* **Exercise description**: Word for word, restate the lines from the start of the data down to the line with "for item in", both included.

(Stored data entries)
-*-*-

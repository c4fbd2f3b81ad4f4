//! Catalog statistics and health overview.
//!
//! Provides a quick summary of a published catalog: item counts, per-locale
//! and per-source breakdowns, and how many revisions items have gone
//! through. Used by `catalog stats` to confirm imports landed as expected.

use anyhow::Result;
use std::collections::BTreeMap;
use std::path::Path;

use crate::catalog;
use crate::models::FoodItem;

/// Aggregated counts over a catalog.
#[derive(Debug, Default, PartialEq)]
pub struct CatalogStats {
    pub total: usize,
    pub by_locale: BTreeMap<String, usize>,
    pub by_source: BTreeMap<String, usize>,
    pub by_revision: BTreeMap<u64, usize>,
    pub last_updated: Option<i64>,
}

pub fn collect<'a>(items: impl IntoIterator<Item = &'a FoodItem>) -> CatalogStats {
    let mut stats = CatalogStats::default();
    for item in items {
        stats.total += 1;
        *stats.by_locale.entry(item.locale.clone()).or_default() += 1;
        for source in &item.sources {
            *stats.by_source.entry(source.name.clone()).or_default() += 1;
        }
        *stats.by_revision.entry(item.version.revision).or_default() += 1;

        let ts = item.version.updated_at.timestamp();
        stats.last_updated = Some(stats.last_updated.map_or(ts, |cur| cur.max(ts)));
    }
    stats
}

/// Run the stats command: load the catalog and print a summary.
pub fn run_stats(path: &Path) -> Result<()> {
    let items = catalog::load(path)?;
    let stats = collect(items.values());

    let size = std::fs::metadata(path).map(|m| m.len()).unwrap_or(0);

    println!("Nutrition Catalog — Stats");
    println!("=========================");
    println!();
    println!("  Catalog:     {}", path.display());
    println!("  Size:        {}", format_bytes(size));
    println!("  Items:       {}", stats.total);
    println!(
        "  Updated:     {}",
        stats
            .last_updated
            .map(format_ts_relative)
            .unwrap_or_else(|| "never".to_string())
    );

    if !stats.by_locale.is_empty() {
        println!();
        println!("  By locale:");
        for (locale, count) in &stats.by_locale {
            println!("  {:<24} {:>6}", locale, count);
        }
    }

    if !stats.by_source.is_empty() {
        println!();
        println!("  By source:");
        for (source, count) in &stats.by_source {
            println!("  {:<24} {:>6}", source, count);
        }
    }

    if !stats.by_revision.is_empty() {
        println!();
        println!("  By revision:");
        for (revision, count) in &stats.by_revision {
            println!("  {:<24} {:>6}", format!("r{}", revision), count);
        }
    }

    println!();
    Ok(())
}

/// Format a byte count as a human-readable string.
fn format_bytes(bytes: u64) -> String {
    if bytes < 1024 {
        format!("{} B", bytes)
    } else if bytes < 1024 * 1024 {
        format!("{:.1} KB", bytes as f64 / 1024.0)
    } else {
        format!("{:.1} MB", bytes as f64 / (1024.0 * 1024.0))
    }
}

/// Format a Unix timestamp as a relative time string (e.g. "3 hours ago").
fn format_ts_relative(ts: i64) -> String {
    let now = chrono::Utc::now().timestamp();
    let delta = now - ts;

    if delta < 0 {
        return format_ts_iso(ts);
    }

    if delta < 60 {
        "just now".to_string()
    } else if delta < 3600 {
        let mins = delta / 60;
        format!("{} min{} ago", mins, if mins == 1 { "" } else { "s" })
    } else if delta < 86400 {
        let hours = delta / 3600;
        format!("{} hour{} ago", hours, if hours == 1 { "" } else { "s" })
    } else if delta < 86400 * 30 {
        let days = delta / 86400;
        format!("{} day{} ago", days, if days == 1 { "" } else { "s" })
    } else {
        format_ts_iso(ts)
    }
}

fn format_ts_iso(ts: i64) -> String {
    chrono::DateTime::from_timestamp(ts, 0)
        .map(|dt| dt.format("%Y-%m-%d %H:%M").to_string())
        .unwrap_or_else(|| ts.to_string())
}

#[cfg(test)]
mod tests {
    use super::*;
    use crate::models::{NutrientProfile, SourceInfo, VersionInfo};
    use chrono::{TimeZone, Utc};

    fn item(locale: &str, sources: &[&str], revision: u64, day: u32) -> FoodItem {
        FoodItem {
            id: format!("{}-{}", locale, revision),
            name: "x".to_string(),
            brand: None,
            locale: locale.to_string(),
            confidence: 0.8,
            sources: sources
                .iter()
                .map(|s| SourceInfo {
                    name: s.to_string(),
                    dataset: "d".to_string(),
                    version: "1".to_string(),
                    url: None,
                })
                .collect(),
            portions: vec![],
            nutrients_per_100g: NutrientProfile::default(),
            version: VersionInfo {
                revision,
                content_hash: String::new(),
                updated_at: Utc.with_ymd_and_hms(2026, 3, day, 0, 0, 0).unwrap(),
            },
        }
    }

    #[test]
    fn collect_counts_breakdowns() {
        let items = vec![
            item("en-US", &["USDA", "Brand"], 1, 1),
            item("en-US", &["USDA"], 2, 5),
            item("en-GB", &["Brand"], 1, 3),
        ];
        let stats = collect(&items);
        assert_eq!(stats.total, 3);
        assert_eq!(stats.by_locale["en-US"], 2);
        assert_eq!(stats.by_source["USDA"], 2);
        assert_eq!(stats.by_source["Brand"], 2);
        assert_eq!(stats.by_revision[&1], 2);
        assert_eq!(
            stats.last_updated,
            Some(Utc.with_ymd_and_hms(2026, 3, 5, 0, 0, 0).unwrap().timestamp())
        );
    }

    #[test]
    fn empty_catalog_stats() {
        let stats = collect(Vec::<FoodItem>::new().iter());
        assert_eq!(stats, CatalogStats::default());
    }

    #[test]
    fn format_bytes_units() {
        assert_eq!(format_bytes(512), "512 B");
        assert_eq!(format_bytes(2048), "2.0 KB");
    }
}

-*-*-

* **Response**:
repository c4fbd2f3b81ad4f4
//! Catalog statistics and health overview.
//!
//! Provides a quick summary of a published catalog: item counts, per-locale
//! and per-source breakdowns, and how many revisions items have gone
//! through. Used by `catalog stats` to confirm imports landed as expected.

use anyhow::Result;
use std::collections::BTreeMap;
use std::path::Path;

use crate::catalog;
use crate::models::FoodItem;

/// Aggregated counts over a catalog.
#[derive(Debug, Default, PartialEq)]
pub struct CatalogStats {
    pub total: usize,
    pub by_locale: BTreeMap<String, usize>,
    pub by_source: BTreeMap<String, usize>,
    pub by_revision: BTreeMap<u64, usize>,
    pub last_updated: Option<i64>,
}

pub fn collect<'a>(items: impl IntoIterator<Item = &'a FoodItem>) -> CatalogStats {
    let mut stats = CatalogStats::default();
    for item in items {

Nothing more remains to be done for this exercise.